- Born: Sabina Shikhlinskaya April 26, 1962 (age 63) Baku, Azerbaijan
- Known for: visual art
- Movement: Conceptual art

= Sabina Shikhlinskaya =

Azerbaijani artist (born 1962)

Sabina Shikhlinskaya (Səbinə Şixlinskaya), born April 26, 1962, in Baku, is an Azerbaijani artist and state-funded curator. She works in painting, video, and photography.

== Life and career ==

Sabina Shikhlinskaya was born April 26, 1962, in Baku, Azerbaijan, where she lives and works. She has been a member of the Azerbaijan Artists Union since 1988, has a title of Honored Artist of the Azerbaijan Republic, a member of CIMAM / International Committee for Museums and Collections of Modern Art since 2009. Educated in Vera Mukhina Institute of Arts, St. Petersburg, Russia (1981–1983), in Azerbaijan State University of Culture and Arts (1983–1988). In 1983 she started to participate in art exhibitions in Azerbaijan and abroad. In 1996, under the leadership of Shikhlinskaya the independent Art Group "Labyrinth" was founded. In the period 1999–2005, with the participation of the "Labyrinth" group, she started a number of land art projects in Azerbaijan.

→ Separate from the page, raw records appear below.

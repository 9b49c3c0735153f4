//! Refresh binding for UI code.
//!
//! A [`Binding`] is what a widget holds while it is mounted. It subscribes
//! once on creation, keeps the last selected slice, and raises a refresh
//! flag only when a write changes that slice. Dropping the binding is the
//! unmount: it unsubscribes exactly once.

use std::cell::{Cell, RefCell};
use std::fmt;
use std::rc::Rc;

use super::{BoxError, Listener, Merge, Store, StoreError, Unsubscribe};

type Selector<S, R> = Rc<dyn Fn(&S) -> R>;
type Equality<R> = Box<dyn Fn(&R, &R) -> bool>;

/// Write half handed to widgets alongside the selected value.
pub struct Setter<S> {
    store: Store<S>,
}

impl<S> Clone for Setter<S> {
    fn clone(&self) -> Self {
        Self {
            store: self.store.clone(),
        }
    }
}

impl<S: Merge + 'static> Setter<S> {
    pub fn set(&self, patch: S::Patch) -> Result<(), StoreError> {
        self.store.set(patch)
    }

    pub fn update(&self, f: impl FnOnce(&S) -> S::Patch) -> Result<(), StoreError> {
        self.store.update(f)
    }

    pub fn try_update<E>(
        &self,
        f: impl FnOnce(&S) -> Result<S::Patch, E>,
    ) -> Result<(), StoreError>
    where
        E: Into<BoxError>,
    {
        self.store.try_update(f)
    }
}

struct Slot<S, R> {
    selector: RefCell<Selector<S, R>>,
    equal: Equality<R>,
    current: RefCell<R>,
    pending: Cell<bool>,
    refreshes: Cell<u64>,
    on_refresh: RefCell<Option<Rc<dyn Fn(&R)>>>,
}

impl<S, R: Clone> Slot<S, R> {
    fn observe(&self, state: &S) {
        let selector = Rc::clone(&*self.selector.borrow());
        let next = selector(state);
        let unchanged = (self.equal)(&*self.current.borrow(), &next);
        // Always track the latest slice so the next write compares
        // against it rather than the value captured at mount.
        self.current.replace(next);
        if unchanged {
            return;
        }
        self.pending.set(true);
        self.refreshes.set(self.refreshes.get() + 1);
        let callback = self.on_refresh.borrow().clone();
        if let Some(callback) = callback {
            let value = self.current.borrow().clone();
            callback(&value);
        }
    }
}

pub struct Binding<S: 'static, R: 'static> {
    store: Store<S>,
    slot: Rc<Slot<S, R>>,
    unsubscribe: Unsubscribe,
}

impl<S: Merge + 'static, R: Clone + 'static> Binding<S, R> {
    pub(crate) fn new(
        store: &Store<S>,
        selector: impl Fn(&S) -> R + 'static,
        equal: impl Fn(&R, &R) -> bool + 'static,
    ) -> Self {
        let selector: Selector<S, R> = Rc::new(selector);
        let initial = store.select(|s| selector(s));
        let slot = Rc::new(Slot {
            selector: RefCell::new(selector),
            equal: Box::new(equal),
            current: RefCell::new(initial),
            pending: Cell::new(false),
            refreshes: Cell::new(0),
            on_refresh: RefCell::new(None),
        });
        let observer = Rc::clone(&slot);
        let unsubscribe = store.subscribe(Listener::new(move |state: &S| observer.observe(state)));
        Self {
            store: store.clone(),
            slot,
            unsubscribe,
        }
    }

    /// The selected slice as of the most recent write.
    pub fn value(&self) -> R {
        self.slot.current.borrow().clone()
    }

    pub fn setter(&self) -> Setter<S> {
        Setter {
            store: self.store.clone(),
        }
    }

    /// `(value, setter)` pair, the shape a render function consumes.
    pub fn split(&self) -> (R, Setter<S>) {
        (self.value(), self.setter())
    }

    /// Consume the pending refresh request, if any.
    pub fn take_refresh(&self) -> bool {
        self.slot.pending.replace(false)
    }

    pub fn needs_refresh(&self) -> bool {
        self.slot.pending.get()
    }

    pub fn refresh_count(&self) -> u64 {
        self.slot.refreshes.get()
    }

    /// Run `callback` with the new slice each time a refresh is raised.
    pub fn on_refresh(&self, callback: impl Fn(&R) + 'static) {
        self.slot.on_refresh.replace(Some(Rc::new(callback)));
    }

    /// Swap the selector without touching the subscription. The captured
    /// slice is recomputed from the current state; no refresh is raised.
    pub fn set_selector(&self, selector: impl Fn(&S) -> R + 'static) {
        let selector: Selector<S, R> = Rc::new(selector);
        let value = self.store.select(|s| selector(s));
        self.slot.selector.replace(selector);
        self.slot.current.replace(value);
    }

    pub fn is_mounted(&self) -> bool {
        self.unsubscribe.is_active()
    }
}

impl<S: 'static, R: 'static> Drop for Binding<S, R> {
    fn drop(&mut self) {
        self.unsubscribe.unsubscribe();
    }
}

impl<S: 'static, R: fmt::Debug + 'static> fmt::Debug for Binding<S, R> {
    fn fmt(&self, f: &mut fmt::Formatter<'_>) -> fmt::Result {
        f.debug_struct("Binding")
            .field("value", &self.slot.current.borrow())
            .field("pending", &self.slot.pending.get())
            .field("refreshes", &self.slot.refreshes.get())
            .finish()
    }
}

impl<S: Merge + 'static> Store<S> {
    /// Bind to the slice picked by `selector`. A refresh is raised when a
    /// write changes that slice (by `PartialEq`).
    pub fn use_store<R>(&self, selector: impl Fn(&S) -> R + 'static) -> Binding<S, R>
    where
        R: Clone + PartialEq + 'static,
    {
        Binding::new(self, selector, |a: &R, b: &R| a == b)
    }

    /// Bind with a caller-supplied equality instead of `PartialEq`.
    pub fn use_store_with<R>(
        &self,
        selector: impl Fn(&S) -> R + 'static,
        equal: impl Fn(&R, &R) -> bool + 'static,
    ) -> Binding<S, R>
    where
        R: Clone + 'static,
    {
        Binding::new(self, selector, equal)
    }

    /// Bind to the whole state. Every write raises a refresh.
    pub fn use_store_all(&self) -> Binding<S, S>
    where
        S: Clone,
    {
        Binding::new(self, |s: &S| s.clone(), |_: &S, _: &S| false)
    }
}

#[cfg(test)]
mod tests {
    use super::*;
    use crate::store::{create, MergeError};

    #[derive(Debug, Clone, PartialEq)]
    struct Demo {
        val: i64,
        name: String,
        tags: Vec<String>,
    }

    #[derive(Debug, Default)]
    struct DemoPatch {
        val: Option<i64>,
        name: Option<String>,
        tags: Option<Vec<String>>,
    }

    impl Merge for Demo {
        type Patch = DemoPatch;

        fn merge(&self, patch: DemoPatch) -> Result<Self, MergeError> {
            Ok(Self {
                val: patch.val.unwrap_or(self.val),
                name: patch.name.unwrap_or_else(|| self.name.clone()),
                tags: patch.tags.unwrap_or_else(|| self.tags.clone()),
            })
        }
    }

    fn store() -> Store<Demo> {
        create(Demo {
            val: 0,
            name: "a".into(),
            tags: vec![],
        })
    }

    fn val(v: i64) -> DemoPatch {
        DemoPatch {
            val: Some(v),
            ..Default::default()
        }
    }

    fn name(n: &str) -> DemoPatch {
        DemoPatch {
            name: Some(n.into()),
            ..Default::default()
        }
    }

    #[test]
    fn test_captures_initial_slice() {
        let store = store();
        let binding = store.use_store(|s| s.name.clone());
        assert_eq!(binding.value(), "a");
        assert!(!binding.needs_refresh());
    }

    #[test]
    fn test_refresh_only_when_slice_changes() {
        let store = store();
        let binding = store.use_store(|s| s.name.clone());
        let calls = Rc::new(RefCell::new(Vec::new()));
        let calls_clone = Rc::clone(&calls);
        binding.on_refresh(move |name: &String| calls_clone.borrow_mut().push(name.clone()));

        store.set(val(99)).unwrap();
        assert!(!binding.take_refresh());
        assert!(calls.borrow().is_empty());

        store.set(name("b")).unwrap();
        assert!(binding.take_refresh());
        assert_eq!(*calls.borrow(), vec!["b".to_string()]);
        assert_eq!(binding.value(), "b");

        // Flag consumed
        assert!(!binding.take_refresh());
    }

    #[test]
    fn test_compares_against_latest_slice() {
        let store = store();
        let binding = store.use_store(|s| s.val);
        store.set(val(1)).unwrap();
        store.set(val(1)).unwrap();
        store.set(val(0)).unwrap();
        // 0 -> 1 and 1 -> 0 are changes; the repeated 1 is not.
        assert_eq!(binding.refresh_count(), 2);
    }

    #[test]
    fn test_whole_state_refreshes_on_every_write() {
        let store = store();
        let binding = store.use_store_all();
        store.set(DemoPatch::default()).unwrap();
        store.set(val(0)).unwrap();
        assert_eq!(binding.refresh_count(), 2);
        assert_eq!(binding.value().val, 0);
    }

    #[test]
    fn test_custom_equality() {
        let store = store();
        // Only react to the sign of val
        let binding = store.use_store_with(|s| s.val, |a: &i64, b: &i64| a.signum() == b.signum());
        store.set(val(5)).unwrap();
        store.set(val(7)).unwrap();
        store.set(val(-1)).unwrap();
        assert_eq!(binding.refresh_count(), 2);
    }

    #[test]
    fn test_structurally_equal_slice_is_not_a_change() {
        let store = store();
        let binding = store.use_store(|s| s.tags.clone());
        store
            .set(DemoPatch {
                tags: Some(vec![]),
                ..Default::default()
            })
            .unwrap();
        assert_eq!(binding.refresh_count(), 0);
    }

    #[test]
    fn test_subscribes_once_and_unsubscribes_on_drop() {
        let store = store();
        let binding = store.use_store(|s| s.val);
        assert_eq!(store.subscriber_count(), 1);
        assert!(binding.is_mounted());

        binding.set_selector(|s| s.val * 10);
        binding.set_selector(|s| s.val * 100);
        assert_eq!(store.subscriber_count(), 1);

        drop(binding);
        assert_eq!(store.subscriber_count(), 0);
    }

    #[test]
    fn test_set_selector_recomputes_without_refresh() {
        let store = store();
        store.set(val(3)).unwrap();
        let binding = store.use_store(|s| s.val);
        binding.set_selector(|s| s.val * 10);
        assert_eq!(binding.value(), 30);
        assert!(!binding.needs_refresh());

        store.set(val(4)).unwrap();
        assert_eq!(binding.value(), 40);
        assert!(binding.needs_refresh());
    }

    #[test]
    fn test_setter_writes_through() {
        let store = store();
        let binding = store.use_store(|s| s.val);
        let (value, set) = binding.split();
        assert_eq!(value, 0);

        set.update(|s| val(s.val + 1)).unwrap();
        set.update(|s| val(s.val + 1)).unwrap();
        assert_eq!(binding.value(), 2);
        assert_eq!(store.get().val, 2);
    }

    #[test]
    fn test_independent_bindings() {
        let store = store();
        let counter = store.use_store(|s| s.val);
        let label = store.use_store(|s| s.name.clone());
        store.set(val(1)).unwrap();
        assert!(counter.take_refresh());
        assert!(!label.take_refresh());
        assert_eq!(store.subscriber_count(), 2);
    }

    #[test]
    fn test_refresh_callback_may_write() {
        let store = store();
        let binding = store.use_store(|s| s.val);
        let setter = binding.setter();
        binding.on_refresh(move |v: &i64| {
            if *v > 10 {
                setter.set(val(10)).unwrap();
            }
        });
        store.set(val(20)).unwrap();
        assert_eq!(binding.value(), 10);
        assert_eq!(store.get().val, 10);
    }

    #[test]
    fn test_later_binding_sees_clamped_value() {
        let store = store();
        let clamp = store.use_store(|s| s.val);
        let setter = clamp.setter();
        clamp.on_refresh(move |v: &i64| {
            if *v > 10 {
                setter.set(val(10)).unwrap();
            }
        });
        let view = store.use_store(|s| s.val);

        store.set(val(50)).unwrap();
        assert_eq!(store.get().val, 10);
        assert_eq!(clamp.value(), 10);
        assert_eq!(view.value(), 10);
    }
}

Since 1993, Sabina Shikhlinskaya has curated more than 50 exhibitions and projects in both Azerbaijani and international venues. Beginning in 2006, she began to participate in art residencies and forums all over the world, being intensively involved in the development of the "art mobility" international movement.

== Art work ==

Sabina Shikhlinskaya, from 1977 to 1981, studied painting at the Azimzadeh State College of Fine Arts in Baku. After graduating, she enrolled in the Mukhina Institute of Fine Arts in St. Petersburg, where she continued her studies of monumental (large format) painting. However, Shikhlinskaya abandoned her diploma work in 1983 due to her disagreement with the normative and propagandistic Soviet style, returning to Baku to study easel painting at the Azerbaijan State University of Arts. In 1988, Sabina's diploma work on the theme of the pagan holiday "Novruz Bayram" (holiday of spring)—with nude symbolic figures—was never shown, as it blatantly challenged Soviet ideology. However, Sabina continued to paint on the theme of Novruz and subsequently two of these were purchased by the Tretyakov Gallery in Moscow as part of their modern art collection from Azerbaijan.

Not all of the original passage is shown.